Entamoeba histolytica is toxic to certain cells like neutrophils (in the early stage of invasion), T-lymphocytes, and macrophages (in the later stages of invasion). The organism attaches to the intestinal mucosa, crosses the mucosal barrier, causes contact-dependent death, and incites intestinal cell apoptosis. The cell is lysed and phagocytosed by the organism. The invasion of the deeper layers of the intestinal wall is mediated by cysteine proteases, which break down fibronectin and collagen. Proinflammatory cytokines are secreted by the host, which causes an immediate inflammatory response and the migration of neutrophils and macrophages into the tissue. Moreover, the organism is capable of secreting chemoattractants for neutrophils. The intestinal mucosa is further harmed due to the release of lysozymes, superoxides, and collagenases from the neutrophil granules after it kills these cells by contact-dependent lysis.
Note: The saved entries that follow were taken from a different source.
use chrono::{DateTime, Utc};
use serde::{Deserialize, Serialize};
use uuid::Uuid;

use super::types::{PetId, Rarity};

/// Action tags understood by the weight table. Anything else lands in
/// `Other` and is weighed with the table's default entry.
#[derive(Debug, Clone, PartialEq, Eq, Hash, PartialOrd, Ord, Serialize, Deserialize)]
#[serde(from = "String", into = "String")]
pub enum ActionKind {
    Feed,
    Play,
    Train,
    Explore,
    Battle,
    Rest,
    Other(String),
}

impl ActionKind {
    pub fn as_str(&self) -> &str {
        match self {
            ActionKind::Feed => "feed",
            ActionKind::Play => "play",
            ActionKind::Train => "train",
            ActionKind::Explore => "explore",
            ActionKind::Battle => "battle",
            ActionKind::Rest => "rest",
            ActionKind::Other(tag) => tag.as_str(),
        }
    }
}

impl From<&str> for ActionKind {
    fn from(tag: &str) -> Self {
        let normalized = tag.trim().to_lowercase();
        match normalized.as_str() {
            "feed" => ActionKind::Feed,
            "play" => ActionKind::Play,
            "train" => ActionKind::Train,
            "explore" => ActionKind::Explore,
            "battle" => ActionKind::Battle,
            "rest" => ActionKind::Rest,
            _ => ActionKind::Other(normalized),
        }
    }
}

impl From<String> for ActionKind {
    fn from(tag: String) -> Self {
        ActionKind::from(tag.as_str())
    }
}

impl From<ActionKind> for String {
    fn from(kind: ActionKind) -> Self {
        kind.as_str().to_string()
    }
}

impl std::fmt::Display for ActionKind {
    fn fmt(&self, f: &mut std::fmt::Formatter<'_>) -> std::fmt::Result {
        write!(f, "{}", self.as_str())
    }
}

/// One recorded action awaiting judgment.
#[derive(Debug, Clone, PartialEq, Serialize, Deserialize)]
pub struct BehaviorEvent {
    pub id: String,
    pub pet_id: PetId,
    pub action: ActionKind,
    pub target: String,
    pub context: String,
    pub created_at: DateTime<Utc>,
    pub processed: bool,
}

impl BehaviorEvent {
    pub fn new(pet_id: &str, action: ActionKind, target: impl Into<String>, context: impl Into<String>) -> Self {
        Self {
            id: Uuid::new_v4().to_string(),
            pet_id: pet_id.to_string(),
            action,
            target: target.into(),
            context: context.into(),
            created_at: Utc::now(),
            processed: false,
        }
    }
}

/// Contribution of one action type to a judgment.
#[derive(Debug, Clone, PartialEq, Serialize, Deserialize)]
pub struct ActionContribution {
    pub action: ActionKind,
    pub count: usize,
    pub weight: f64,
}

/// Which trigger clauses held during a judgment.
#[derive(Debug, Clone, Copy, PartialEq, Eq, Serialize, Deserialize)]
pub struct TriggerClauses {
    pub weight: bool,
    pub unique_actions: bool,
    pub time_since_evolution: bool,
}

impl TriggerClauses {
    pub fn all(&self) -> bool {
        self.weight && self.unique_actions && self.time_since_evolution
    }
}

#[derive(Debug, Clone, PartialEq, Serialize, Deserialize)]
pub struct JudgmentDetail {
    pub contributions: Vec<ActionContribution>,
    pub raw_weight: f64,
    pub rarity: Rarity,
    pub rarity_multiplier: f64,
    pub accumulated_weight: f64,
    pub distinct_actions: Vec<ActionKind>,
    pub clauses: TriggerClauses,
    /// Hexagram in force for the pet when the judgment ran.
    pub oracle_hexagram: Option<String>,
    pub summary: String,
}

/// Immutable audit entry for one judgment cycle.
#[derive(Debug, Clone, PartialEq, Serialize, Deserialize)]
pub struct JudgmentRecord {
    pub id: String,
    pub pet_id: PetId,
    pub behavior_count: usize,
    pub accumulated_weight: f64,
    pub should_evolve: bool,
    pub detail: JudgmentDetail,
    pub created_at: DateTime<Utc>,
}

impl JudgmentRecord {
    pub fn new(pet_id: &str, behavior_count: usize, detail: JudgmentDetail) -> Self {
        Self {
            id: Uuid::new_v4().to_string(),
            pet_id: pet_id.to_string(),
            behavior_count,
            accumulated_weight: detail.accumulated_weight,
            should_evolve: detail.clauses.all(),
            detail,
            created_at: Utc::now(),
        }
    }
}

/// One authorized descriptor change.
#[derive(Debug, Clone, PartialEq, Serialize, Deserialize)]
pub struct DescriptorEvolutionRecord {
    pub id: String,
    pub pet_id: PetId,
    pub old_descriptor: String,
    pub new_descriptor: String,
    /// Raw generated content, or the fallback content serialized.
    pub content: String,
    pub used_fallback: bool,
    pub created_at: DateTime<Utc>,
}

#[cfg(test)]
mod tests {
    use super::*;

    #[test]
    fn test_action_kind_normalizes() {
        assert_eq!(ActionKind::from(" Battle "), ActionKind::Battle);
        assert_eq!(ActionKind::from("Dance"), ActionKind::Other("dance".into()));
        assert_eq!(String::from(ActionKind::Explore), "explore");
    }

    #[test]
    fn test_action_kind_serde_as_string() {
        let json = serde_json::to_string(&ActionKind::Feed).unwrap();
        assert_eq!(json, "\"feed\"");
        let back: ActionKind = serde_json::from_str("\"groom\"").unwrap();
        assert_eq!(back, ActionKind::Other("groom".into()));
    }

    #[test]
    fn test_clauses_require_all() {
        let clauses = TriggerClauses { weight: true, unique_actions: false, time_since_evolution: true };
        assert!(!clauses.all());
    }
}
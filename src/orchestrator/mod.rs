//! Orchestrator Module
//!
//! The behavior → judgment → descriptor → trait pipeline and its plumbing.

pub mod behavior;
pub mod descriptor;
pub mod dispatcher;
pub mod event_bus;
pub mod judgment;
pub mod pipeline;
pub mod solidifier;

pub use behavior::BehaviorLog;
pub use descriptor::{compact_descriptor, DescriptorEvolver, EvolutionContent};
pub use dispatcher::JudgmentDispatcher;
pub use event_bus::{EventBus, PetEvent, PET_EVENT_BUS};
pub use judgment::{accumulated_weight, JudgmentEngine, JudgmentOutcome};
pub use pipeline::PetCore;
pub use solidifier::{fallback_trait, parse_traits, TraitSolidifier};
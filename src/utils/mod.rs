//! Utils Module
pub mod telemetry;
pub mod truncate;

pub use telemetry::init_logging;
pub use truncate::{char_len, extract_json_array, extract_json_object, take_chars, truncate_with_marker};
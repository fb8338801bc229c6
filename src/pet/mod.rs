//! Pet Module
//!
//! Entity model shared by every pipeline stage.

mod records;
mod types;

pub use records::{
    ActionContribution, ActionKind, BehaviorEvent, DescriptorEvolutionRecord, JudgmentDetail,
    JudgmentRecord, TriggerClauses,
};
pub use types::{Pet, PetId, PetTrait, Rarity, StatDelta, StatKind, Stats, TraitKind};
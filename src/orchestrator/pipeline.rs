//! Pipeline facade
//!
//! Wires the pipeline stages together. `record_behavior` and `judge_pet`
//! are the caller-facing entry points; descriptor evolution, trait
//! solidification and oracle feedback run behind them.

use std::sync::Arc;
use std::time::Duration;
use tracing::info;

use super::behavior::BehaviorLog;
use super::descriptor::DescriptorEvolver;
use super::dispatcher::JudgmentDispatcher;
use super::judgment::{JudgmentEngine, JudgmentOutcome};
use super::solidifier::TraitSolidifier;
use crate::agent::{GenerationOptions, GuardedGenerator, TextGenerator};
use crate::config::PetConfig;
use crate::error::{StorageError, StorageResult};
use crate::evolution::{EvolutionCandidate, EvolutionPathScorer, ScoreContext};
use crate::oracle::{StateRegister, YiJingOracle};
use crate::pet::{DescriptorEvolutionRecord, JudgmentRecord, Pet, PetTrait, Rarity};
use crate::store::PetStore;

pub struct PetCore {
    store: Arc<dyn PetStore>,
    oracle: Arc<YiJingOracle>,
    behavior: BehaviorLog,
    engine: Arc<JudgmentEngine>,
    dispatcher: Option<Arc<JudgmentDispatcher>>,
    scorer: EvolutionPathScorer,
}

impl PetCore {
    /// Core with automatic judgment after every recorded action.
    pub fn new(store: Arc<dyn PetStore>, generator: Arc<dyn TextGenerator>, config: PetConfig) -> Self {
        Self::build(store, generator, config, true)
    }

    /// Core where judgments only run through `judge_pet`.
    pub fn without_dispatch(store: Arc<dyn PetStore>, generator: Arc<dyn TextGenerator>, config: PetConfig) -> Self {
        Self::build(store, generator, config, false)
    }

    fn build(store: Arc<dyn PetStore>, generator: Arc<dyn TextGenerator>, config: PetConfig, dispatch: bool) -> Self {
        let oracle = Arc::new(YiJingOracle::new(config.oracle.clone()));
        let generator = Arc::new(GuardedGenerator::new(generator, &config.generation));
        let options = GenerationOptions {
            temperature: config.generation.temperature,
            max_tokens: config.generation.max_tokens,
        };

        let solidifier = Arc::new(TraitSolidifier::new(
            store.clone(),
            generator.clone(),
            oracle.clone(),
            config.traits.clone(),
            options,
        ));
        let evolver = Arc::new(DescriptorEvolver::new(
            store.clone(),
            generator,
            oracle.clone(),
            solidifier,
            config.descriptor.clone(),
            options,
        ));
        let engine = Arc::new(JudgmentEngine::new(store.clone(), oracle.clone(), evolver, &config));

        let mut behavior = BehaviorLog::new(store.clone(), oracle.clone(), config.judgment.event_retention())
            .with_max_events(config.judgment.max_events);
        let dispatcher = if dispatch {
            let idle = Duration::from_secs(config.judgment.dispatcher_idle_secs.max(1));
            let dispatcher = Arc::new(JudgmentDispatcher::new(engine.clone(), idle));
            behavior = behavior.with_dispatcher(dispatcher.clone());
            Some(dispatcher)
        } else {
            None
        };

        Self {
            store,
            oracle,
            behavior,
            engine,
            dispatcher,
            scorer: EvolutionPathScorer::new(config.scorer),
        }
    }

    pub async fn register_pet(&self, name: &str, species: &str, rarity: Rarity) -> StorageResult<Pet> {
        let pet = Pet::new(name, species, rarity);
        self.store.insert_pet(&pet).await?;
        info!("Registered {} ({} {}) as {}", pet.name, pet.rarity, pet.species, pet.id);
        Ok(pet)
    }

    /// Inserts a fully specified pet, e.g. one restored from elsewhere.
    pub async fn insert_pet(&self, pet: &Pet) -> StorageResult<()> {
        self.store.insert_pet(pet).await
    }

    pub async fn get_pet(&self, pet_id: &str) -> StorageResult<Pet> {
        self.store
            .get_pet(pet_id)
            .await?
            .ok_or_else(|| StorageError::pet_not_found(pet_id))
    }

    pub async fn list_pets(&self) -> StorageResult<Vec<Pet>> {
        self.store.list_pets().await
    }

    pub async fn record_behavior(&self, pet_id: &str, action: &str, target: &str, context: &str) -> StorageResult<String> {
        self.behavior.record(pet_id, action, target, context).await
    }

    pub async fn judge_pet(&self, pet_id: &str) -> StorageResult<JudgmentOutcome> {
        self.engine.judge(pet_id).await
    }

    pub async fn sweep(&self) -> StorageResult<usize> {
        self.behavior.sweep().await
    }

    pub async fn score_paths(&self, pet_id: &str, environment: &str) -> StorageResult<Vec<EvolutionCandidate>> {
        let pet = self.get_pet(pet_id).await?;
        let context = ScoreContext { environment: environment.to_string() };
        Ok(self.scorer.score(&pet, &context))
    }

    pub async fn judgments(&self, pet_id: &str) -> StorageResult<Vec<JudgmentRecord>> {
        self.store.judgments(pet_id).await
    }

    pub async fn descriptor_history(&self, pet_id: &str) -> StorageResult<Vec<DescriptorEvolutionRecord>> {
        self.store.descriptor_history(pet_id).await
    }

    /// Every trait the pet ever had, retired ones included.
    pub async fn trait_history(&self, pet_id: &str) -> StorageResult<Vec<PetTrait>> {
        self.store.traits(pet_id, true).await
    }

    pub async fn oracle_state(&self, pet_id: &str) -> Option<StateRegister> {
        self.oracle.register(pet_id).await
    }

    pub fn oracle(&self) -> &Arc<YiJingOracle> {
        &self.oracle
    }

    pub fn dispatcher(&self) -> Option<&Arc<JudgmentDispatcher>> {
        self.dispatcher.as_ref()
    }
}
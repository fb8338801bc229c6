//! Trait Solidifier (L3b)
//!
//! Turns evolution content into discrete trait records and applies their
//! summed stat deltas to the pet.

use serde_json::{json, Value};
use std::sync::Arc;
use tracing::{debug, info, warn};

use super::descriptor::EvolutionContent;
use crate::agent::{GenerationOptions, GuardedGenerator};
use crate::config::TraitConfig;
use crate::emit_event;
use crate::error::StorageResult;
use crate::oracle::{Layer, YiJingOracle};
use crate::orchestrator::event_bus::PetEvent;
use crate::pet::{Pet, PetTrait, StatDelta, StatKind, TraitKind};
use crate::store::PetStore;
use crate::utils::{extract_json_array, take_chars};

const MAX_NAME_CHARS: usize = 40;
const MAX_DESCRIPTION_CHARS: usize = 160;

pub struct TraitSolidifier {
    store: Arc<dyn PetStore>,
    generator: Arc<GuardedGenerator>,
    oracle: Arc<YiJingOracle>,
    config: TraitConfig,
    options: GenerationOptions,
}

impl TraitSolidifier {
    pub fn new(
        store: Arc<dyn PetStore>,
        generator: Arc<GuardedGenerator>,
        oracle: Arc<YiJingOracle>,
        config: TraitConfig,
        options: GenerationOptions,
    ) -> Self {
        Self { store, generator, oracle, config, options }
    }

    /// Inserts 1..=`max_new_traits` traits, retiring the oldest active ones
    /// if the cap would be exceeded, and returns what was inserted.
    pub async fn solidify(&self, pet: &Pet, content: &EvolutionContent) -> StorageResult<Vec<PetTrait>> {
        let prompt = self.build_prompt(pet, content);
        let generated = self.generator.generate("traits", prompt, self.options).await;

        let mut traits = generated
            .as_deref()
            .map(|text| parse_traits(&pet.id, text, self.config.max_effect_magnitude))
            .unwrap_or_default();
        if traits.is_empty() {
            if generated.is_some() {
                warn!("Unparseable trait content for {}, using fallback trait", pet.id);
            }
            traits.push(fallback_trait(&pet.id));
        }

        let limit = self.config.max_new_traits.min(self.config.max_active_traits);
        if limit == 0 {
            warn!("Trait cap is zero, nothing solidified for {}", pet.id);
            return Ok(Vec::new());
        }
        traits.truncate(limit);

        let delta = sum_effects(&traits);
        let deactivated = self
            .store
            .solidify_traits(&pet.id, &traits, &delta, self.config.max_active_traits)
            .await?;

        let descriptions = traits
            .iter()
            .map(|t| format!("{}: {}", t.name, t.description))
            .collect::<Vec<_>>()
            .join("\n");
        self.oracle.evaluate(&pet.id, &descriptions, Layer::Solidify).await;

        info!(
            "Solidified {} trait(s) for {} ({} retired), delta {:?}",
            traits.len(),
            pet.id,
            deactivated,
            delta
        );
        emit_event!(PetEvent::TraitsSolidified {
            pet_id: pet.id.clone(),
            added: traits.len(),
            deactivated,
        });
        Ok(traits)
    }

    fn build_prompt(&self, pet: &Pet, content: &EvolutionContent) -> String {
        let payload = json!({
            "pet": {
                "name": pet.name,
                "species": pet.species,
                "rarity": pet.rarity.as_str(),
                "level": pet.level,
                "stats": pet.stats,
                "traits": pet.active_trait_names(),
            },
            "evolution": content,
        });
        format!(
            "Turn this pet's latest evolution into 1 to {} traits.\n\
             Reply with a JSON array only. Each item: {{\"name\": string, \"kind\": \"passive\"|\"active\"|\"trigger\", \
             \"description\": string, \"effects\": {{stat: integer}}}} using stats health, attack, defense, speed, magic. \
             Keep each effect within +/-{}.\n\n{}",
            self.config.max_new_traits.max(1),
            self.config.max_effect_magnitude,
            payload
        )
    }
}

/// Parses generator output into traits. Items without a name are skipped;
/// unknown stats are dropped and effects are clamped to `max_effect`.
pub fn parse_traits(pet_id: &str, text: &str, max_effect: i64) -> Vec<PetTrait> {
    let Some(fragment) = extract_json_array(text) else {
        return Vec::new();
    };
    let Ok(Value::Array(items)) = serde_json::from_str::<Value>(fragment) else {
        return Vec::new();
    };

    items
        .iter()
        .filter_map(|item| {
            let name = item.get("name")?.as_str()?.trim();
            if name.is_empty() {
                return None;
            }
            let kind = item
                .get("kind")
                .and_then(Value::as_str)
                .map(TraitKind::parse)
                .unwrap_or(TraitKind::Passive);
            let description = item
                .get("description")
                .and_then(Value::as_str)
                .unwrap_or_default()
                .trim();
            let effects = item
                .get("effects")
                .and_then(Value::as_object)
                .map(|map| parse_effects(map, max_effect))
                .unwrap_or_default();
            Some(PetTrait::new(
                pet_id,
                take_chars(name, MAX_NAME_CHARS),
                kind,
                take_chars(description, MAX_DESCRIPTION_CHARS),
                effects,
            ))
        })
        .collect()
}

fn parse_effects(map: &serde_json::Map<String, Value>, max_effect: i64) -> StatDelta {
    let bound = max_effect.abs();
    let mut effects = StatDelta::new();
    for (label, value) in map {
        let Some(stat) = StatKind::parse(label) else {
            debug!("Dropping unknown stat '{}'", label);
            continue;
        };
        let amount = match value {
            Value::Number(n) => n.as_i64().or_else(|| n.as_f64().map(|f| f.round() as i64)),
            Value::String(s) => s.trim().trim_start_matches('+').parse::<i64>().ok(),
            _ => None,
        };
        if let Some(amount) = amount {
            let total = effects.entry(stat).or_insert(0);
            *total = total.saturating_add(amount);
        }
    }
    // aliases of one stat are summed before the bound applies
    for amount in effects.values_mut() {
        *amount = (*amount).clamp(-bound, bound);
    }
    effects
}

/// Single trait substituted when the generator is unavailable or its reply
/// cannot be parsed.
pub fn fallback_trait(pet_id: &str) -> PetTrait {
    let mut effects = StatDelta::new();
    effects.insert(StatKind::Health, 5);
    effects.insert(StatKind::Defense, 1);
    PetTrait::new(
        pet_id,
        "Steady Growth",
        TraitKind::Passive,
        "Quiet companionship hardens into resilience.",
        effects,
    )
}

pub fn sum_effects(traits: &[PetTrait]) -> StatDelta {
    let mut total = StatDelta::new();
    for t in traits {
        for (stat, amount) in &t.effects {
            *total.entry(*stat).or_insert(0) += amount;
        }
    }
    total
}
What Is the Treatment of Amebic Colitis?
Combination therapy is necessary to treat amebic colitis. The available therapies include luminal medicines mixed with tissue amebicides. A few luminal amebicides are Iodoquinol, Diloxanide Furoate, and Paromomycin. Some tissue amebicides are Nitroimidazole (Metronidazole), Nitazoxanide, Erythromycin, and Chloroquine. Surgery is recommended for the patient with a liver abscess requiring drainage. It is also an emergency with toxic megacolon.
Conclusion
Given the great danger of developing an invasive infection and the risk of spreading the infection to other family members, all symptomatic and asymptomatic cases of Entamoeba histolytica infection should be treated. Amebic colitis may cause necrotizing colitis, peritonitis, bleeding, bowel perforation, and stricture formation, which can be fatal if not treated timely. In most patients, a cure is feasible with drug therapy. However, the mortality rate is high without proper treatment with medication. With drug treatment, recovery could take a few weeks or months.